Si pour x raisons vous preferez me pas passer par Paypal, envoyez moi un email a yasabadass@gmail.com avec pour objet NIGHTMARE BOOK et nous trouverons une autre solution ensemble.

le recueil anthologique a base de 130 poèmes en gros sera prêt a suivre…..
toujours merci Hélène Papier pour son aide et Pascal Gentil pour la photo !!

Faites de Beaux Rêves ….

et les premieres pages du livre ici ….

J’ai commencé l’écriture des Cauchemars No T au printemps 2014, 6 mois après la mort brutale et prématurée d’une amie très chère, une mort mystérieuse.
Je ne me souviens quasiment jamais de mes rêves depuis l’enfance, sauf de mes cauchemars violents et souvent empreints de paranoïa, de haine, de colère, de jalousie, de peurs. Certaines personnes que j’ai croisées dans ma vie m’ont raconté des rêves magnifiques pleins de couleurs, de décors sublimes, de spiritualité et de sagesse.
Il m’est arrivé parfois de me souvenir de rêves puissants, pleins de douceur et d’amour universel.
Quand j’ai eu l’idée de l’écriture des Cauchemars No T, je voulais sortir de mes habitudes et du format poème en rimes.
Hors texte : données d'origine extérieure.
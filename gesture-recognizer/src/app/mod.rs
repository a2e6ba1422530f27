//! Application Layer
//!
//! The `gesture-rec` command line and its TOML configuration file.

pub mod cli;
pub mod config;

pub use cli::{Cli, Commands, ConfigAction};
pub use config::{Config, FinalizeMode};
J’avais aussi vraiment envie d’écrire «un long».
Quand j’ai commencé l’écriture, j’ai éprouvé le besoin de lire ce que j’écrivais et je me baladais en
permanence avec le monologue sur moi. C’était comme une obsession, le truc ne me quittait pas, je l’emmenais partout avec moi et je lisais des bouts de cauchemars aux gens. Ils me répondaient toujours en me racontant leurs cauchemars, ça nourrissait mon inspiration et surtout je comprenais que les images que j’utilisais étaient dans leurs rêves, les détails, les couleurs, les impressions, ils avaient toujours quelque chose en commun avec mon écriture. Ils ou elles me posaient toujours la question de savoir si c’étaient des rêves inventés ou des choses dont je me souvenais de mes propres nuits. Je répondais que je n’en savais rien…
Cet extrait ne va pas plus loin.